Welfare And Safety Summit: Using Imaging To Prevent And Diagnose Injury Is Part Science and Part Art

POSTED ON  |  17-05-2020

Standing MRI scan
When it comes to diagnosing and preventing injury, the job of interpreting diagnostics is as much art as it is science, according to Rood and Riddle Equine Hospital diagnostic imaging expert Dr. Katie Garrett. Garrett reviewed common injuries of the fetlock  in the first of a series of webcasts held this week in place of the Welfare and Safety of the Racehorse Summit, along with a quick review of the imaging technologies available for diagnosis.
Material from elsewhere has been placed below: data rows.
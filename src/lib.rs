//! # Ternary Chain - Cryptographic Core of a Ternary Ledger Client
//!
//! Everything a client needs before it talks to a node: encodings, hashing,
//! signatures, bundles and proof of work. When I come back to this code, here's
//! what I need to remember:
//!
//! ## What I Built
//! - **Balanced Ternary Codec**: trits, trytes, integers, ASCII and the 48-byte hash form
//! - **Curl and Kerl**: the scalar Curl sponge, a 64-lane bitwise Curl and Keccak-384 Kerl
//! - **One-Time Signatures**: key, digest and address derivation from seeds, plus multisig
//! - **Bundles**: finalizing, normalizing, signing and validating transfers
//! - **Proof of Work**: a multithreaded nonce search with cooperative interrupt
//!
//! ## How I Organized My Code
//! - `trinary/`: codec and the 384-bit bridge between trits and bytes
//! - `crypto/`: sponges, signing, checksums, multisig
//! - `core/`: transaction layout, bundles, proof of work
//! - `wallet/`: seeds, addresses, tags, transfers, input selection
//! - `config/`: settings with TOML and environment overrides
//! - `utils/`: timestamps, randomness, JSON helpers
//! - `cli/`: command-line interface over the whole toolkit
//!
//! ## When I Need to Understand Something
//! 1. Start with `main.rs` to see the CLI commands
//! 2. Look at `crypto/signing.rs` for how seeds become addresses
//! 3. Check `core/bundle.rs` for how transfers are hashed and signed
//! 4. Review `core/proof_of_work.rs` and `crypto/pair_curl.rs` for the nonce search

pub mod cli;
pub mod config;
pub mod core;
pub mod crypto;
pub mod error;
pub mod trinary;
pub mod utils;
pub mod wallet;

// Re-export commonly used types for convenience
pub use cli::{Command, Opt, SpongeArg};
pub use config::{Config, Settings, GLOBAL_CONFIG};
pub use crate::core::{normalized_bundle, Bundle, PowInterrupt, ProofOfWork, Transaction};
pub use crypto::{
    add_checksum, is_valid_checksum, remove_checksum, Curl, CurlMode, Kerl, MultisigAddress,
    PairCurl, Sponge,
};
pub use error::{Result, TernaryError};
pub use trinary::{
    bytes_to_trits, trits_to_bytes, trits_to_trytes, trytes_to_trits, BigInt384, Trit, Trits,
};
pub use utils::{current_timestamp, from_json, random_trytes, to_json};
pub use wallet::{select_inputs, Address, Inputs, Seed, Tag, Transfer};
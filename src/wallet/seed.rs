use crate::core::constants::{check_security, SEED_LENGTH};
use crate::crypto::signing;
use crate::error::{Result, TernaryError};
use crate::trinary::{is_valid_trytes, pad_trytes};
use crate::utils::random_trytes;
use crate::wallet::Address;
use log::debug;
use zeroize::{Zeroize, ZeroizeOnDrop};

/// 81-tryte seed with the security level its addresses are derived at.
/// The trytes are wiped from memory when the seed is dropped.
#[derive(Clone, Zeroize, ZeroizeOnDrop)]
pub struct Seed {
    trytes: String,
    security: u8,
}

impl Seed {
    /// Right-pads shorter input with `9`
    pub fn new(seed: &str, security: u8) -> Result<Seed> {
        if seed.len() > SEED_LENGTH {
            return Err(TernaryError::InvalidSeed(format!(
                "{} trytes, at most {SEED_LENGTH} allowed",
                seed.len()
            )));
        }
        if !is_valid_trytes(seed) {
            return Err(TernaryError::InvalidSeed(
                "seed is not a tryte string".to_string(),
            ));
        }
        Ok(Seed {
            trytes: pad_trytes(seed, SEED_LENGTH),
            security: check_security(security)?,
        })
    }

    /// Fresh seed from the thread-local CSPRNG
    pub fn random(security: u8) -> Result<Seed> {
        let mut trytes = random_trytes(SEED_LENGTH);
        let seed = Seed::new(&trytes, security);
        trytes.zeroize();
        seed
    }

    /// Raw trytes, handle with care
    pub fn get_trytes(&self) -> &str {
        &self.trytes
    }

    pub fn get_security(&self) -> u8 {
        self.security
    }

    pub fn set_security(&mut self, security: u8) -> Result<()> {
        self.security = check_security(security)?;
        Ok(())
    }

    /// Address at `index`, with its checksum computed up front when asked
    pub fn new_address(&self, index: u64, checksum: bool) -> Result<Address> {
        let trytes = signing::new_address(&self.trytes, index, self.security)?;
        let mut address = Address::with_key(&trytes, 0, index, self.security)?;
        if checksum {
            address.get_checksum()?;
        }
        Ok(address)
    }

    /// `total` consecutive addresses starting at `start`
    pub fn new_addresses(&self, start: u64, total: u64, checksum: bool) -> Result<Vec<Address>> {
        debug!("Deriving {total} addresses from index {start}");
        (start..start.saturating_add(total))
            .map(|index| self.new_address(index, checksum))
            .collect()
    }
}

impl PartialEq for Seed {
    fn eq(&self, other: &Self) -> bool {
        self.trytes == other.trytes
    }
}

impl std::fmt::Debug for Seed {
    fn fmt(&self, f: &mut std::fmt::Formatter<'_>) -> std::fmt::Result {
        f.debug_struct("Seed")
            .field("security", &self.security)
            .finish()
    }
}
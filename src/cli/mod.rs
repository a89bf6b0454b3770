//! Command-line interface
//!
//! This module contains the CLI commands and argument parsing
//! for the ternary toolkit.

pub mod commands;

pub use commands::{Command, Opt, SpongeArg};
/// Tryte offsets of every transaction field
pub mod layout {
    use super::FieldRange;

    pub const SIGNATURE_FRAGMENTS: FieldRange = FieldRange::new(0, 2187);
    pub const ADDRESS: FieldRange = FieldRange::new(2187, 81);
    pub const VALUE: FieldRange = FieldRange::new(2268, 27);
    pub const OBSOLETE_TAG: FieldRange = FieldRange::new(2295, 27);
    pub const TIMESTAMP: FieldRange = FieldRange::new(2322, 9);
    pub const CURRENT_INDEX: FieldRange = FieldRange::new(2331, 9);
    pub const LAST_INDEX: FieldRange = FieldRange::new(2340, 9);
    pub const BUNDLE: FieldRange = FieldRange::new(2349, 81);
    pub const TRUNK_TRANSACTION: FieldRange = FieldRange::new(2430, 81);
    pub const BRANCH_TRANSACTION: FieldRange = FieldRange::new(2511, 81);
    pub const TAG: FieldRange = FieldRange::new(2592, 27);
    pub const ATTACHMENT_TIMESTAMP: FieldRange = FieldRange::new(2619, 9);
    pub const ATTACHMENT_TIMESTAMP_LOWER_BOUND: FieldRange = FieldRange::new(2628, 9);
    pub const ATTACHMENT_TIMESTAMP_UPPER_BOUND: FieldRange = FieldRange::new(2637, 9);
    pub const NONCE: FieldRange = FieldRange::new(2646, 27);

    /// Only the low 33 trits of the value field carry data
    pub const VALUE_TRITS: FieldRange = FieldRange::new(6804, 33);
    /// Trytes above `VALUE_TRITS`, always `9` in a valid transaction
    pub const VALUE_PADDING: FieldRange = FieldRange::new(2279, 16);
}

/// Everything the bundle hash commits to: address through last index
pub const BUNDLE_ESSENCE: FieldRange =
    FieldRange::new(layout::ADDRESS.start, layout::BUNDLE.start - layout::ADDRESS.start);

/// Trits up to the last 243-trit block, which proof of work rewrites
pub const POW_PREFIX_TRITS: usize = (TRANSACTION_LENGTH * TRITS_PER_TRYTE) - HASH_LENGTH_TRITS;

// This is one transaction in its decoded form
// String fields hold trytes, numeric fields hold plain integers
#[derive(Debug, Clone, Default, PartialEq, Eq, Serialize, Deserialize)]
#[serde(rename_all = "camelCase")]
pub struct Transaction {
    hash: String,                 // Curl-P-81 hash, filled in when parsing
    signature_fragments: String,  // Signature or message, 2187 trytes
    address: String,              // Sender or receiver, 81 trytes without checksum
    value: i64,                   // Negative for inputs, positive for outputs
    obsolete_tag: String,         // The tag the bundle hash commits to
    timestamp: i64,               // Seconds since the epoch
    current_index: i64,           // Position inside the bundle
    last_index: i64,              // Bundle length minus one
    bundle: String,               // Hash shared by every transaction in the bundle
    trunk_transaction: String,    // First approved transaction
    branch_transaction: String,   // Second approved transaction
    tag: String,                  // Free-form 27-tryte tag
    attachment_timestamp: i64,    // Milliseconds, set when attached to the tangle
    attachment_timestamp_lower_bound: i64,
    attachment_timestamp_upper_bound: i64,
    nonce: String, // Proof of work result, 27 trytes
}
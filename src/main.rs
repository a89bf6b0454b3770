// This is my main entry point for the ternary toolkit CLI
// Every command is a thin wrapper over one library operation
use clap::Parser;
use data_encoding::HEXLOWER;
use log::{error, info, LevelFilter};
use std::process;
use ternary_chain::core::constants::{ADDRESS_LENGTH, HASH_LENGTH, HASH_LENGTH_TRITS};
use ternary_chain::trinary::pad_trytes;
use ternary_chain::{
    add_checksum, is_valid_checksum, normalized_bundle, to_json, trits_to_bytes,
    trits_to_trytes, trytes_to_trits, Command, Curl, CurlMode, Kerl, Opt, ProofOfWork, Seed,
    Sponge, SpongeArg, Transaction, GLOBAL_CONFIG,
};

fn main() {
    let opt = Opt::parse();

    // Info is enough detail by default, --verbose shows the debug lines too
    let level = if opt.verbose {
        LevelFilter::Debug
    } else {
        LevelFilter::Info
    };
    env_logger::builder().filter_level(level).init();

    if let Some(path) = &opt.config {
        if let Err(e) = GLOBAL_CONFIG.load_file(path) {
            error!("Error: {e}");
            process::exit(1);
        }
    }

    // If something goes wrong, I log the error and exit with code 1
    if let Err(e) = run_command(opt.command) {
        error!("Error: {e}");
        process::exit(1);
    }
}

fn run_command(command: Command) -> Result<(), Box<dyn std::error::Error>> {
    match command {
        Command::Newseed => {
            let seed = Seed::random(GLOBAL_CONFIG.get_security_level())?;
            println!("{}", seed.get_trytes());
        }
        Command::Address {
            seed,
            index,
            security,
            checksum,
            total,
        } => {
            let security = security.unwrap_or_else(|| GLOBAL_CONFIG.get_security_level());
            let seed = Seed::new(&seed, security)?;
            for mut address in seed.new_addresses(index, total, checksum)? {
                if checksum {
                    println!("{}", address.get_address_with_checksum()?);
                } else {
                    println!("{}", address.get_address());
                }
            }
        }
        Command::Checksum { address } => {
            if address.len() == ADDRESS_LENGTH {
                println!("{}", add_checksum(&address)?);
            } else if is_valid_checksum(&address) {
                println!("Checksum is valid");
            } else {
                return Err(format!("Invalid checksum: {address}").into());
            }
        }
        Command::Hash { trytes, sponge } => {
            // Sponges only take whole 243-trit blocks
            let padded_len = trytes.len().div_ceil(HASH_LENGTH).max(1) * HASH_LENGTH;
            let trits = trytes_to_trits(&pad_trytes(&trytes, padded_len))?;
            let hash = match sponge {
                Some(SpongeArg::Curl27) => Curl::new(CurlMode::CurlP27).hash(&trits)?,
                Some(SpongeArg::Curl81) => Curl::new(CurlMode::CurlP81).hash(&trits)?,
                Some(SpongeArg::Kerl) => Kerl::new().hash(&trits)?,
                None => Curl::new(GLOBAL_CONFIG.get_curl_mode()).hash(&trits)?,
            };
            println!("{}", trits_to_trytes(&hash)?);
        }
        Command::Parsetx { trytes } => {
            let transaction = Transaction::from_trytes(&trytes)?;
            println!("{}", to_json(&transaction)?);
        }
        Command::Pow {
            trytes,
            mwm,
            threads,
        } => {
            let mwm = mwm.unwrap_or_else(|| GLOBAL_CONFIG.get_min_weight_magnitude());
            let threads = threads.unwrap_or_else(|| GLOBAL_CONFIG.get_pow_threads());
            let pow = ProofOfWork::new();
            match pow.attach(&trytes, mwm, threads)? {
                Some(attached) => {
                    let transaction = Transaction::from_trytes(&attached)?;
                    info!(
                        "Transaction {} has weight {}",
                        transaction.get_hash(),
                        transaction.weight_magnitude()?
                    );
                    println!("{attached}");
                }
                None => return Err("Proof of work was interrupted".into()),
            }
        }
        Command::Normalize { bundle_hash } => {
            let normalized = normalized_bundle(&bundle_hash)?;
            for group in normalized.chunks(HASH_LENGTH / 3) {
                let values: Vec<String> = group.iter().map(|v| v.to_string()).collect();
                println!("{}", values.join(" "));
            }
        }
        Command::Tobytes { hash } => {
            let trits = trytes_to_trits(&hash)?;
            if trits.len() != HASH_LENGTH_TRITS {
                return Err(format!("Expected {HASH_LENGTH} trytes, got {}", hash.len()).into());
            }
            println!("{}", HEXLOWER.encode(&trits_to_bytes(&trits)?));
        }
    }
    Ok(())
}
Garrett said there is not yet an imaging modality that is inexpensive, quick, portable, detailed, and does not require general anesthesia – with most, you get four out of the five parameters, maximum. Radiography and ultrasound meet all of these qualifications except for the high level of detail, which is more readily available in more complex technologies like PET and MRI, which is why they're used as a first-round screening tool when a horse is lame. MRI and PET scans provide much more detailed information, but cannot be taken stallside. PET scans on horses are also comparatively new and veterinarians are still learning about the best contexts to use them. Sometimes, the complexity of a more detailed image like MRI, PET, or bone scans lies in the interpretation.

Garrett stressed that while these technologies can give provide information about what's going on inside a horse's leg, there's still a lot of individual variability to the way the horse handles it.  She used POD, or palmar/plantar osteochondral disease, as an example.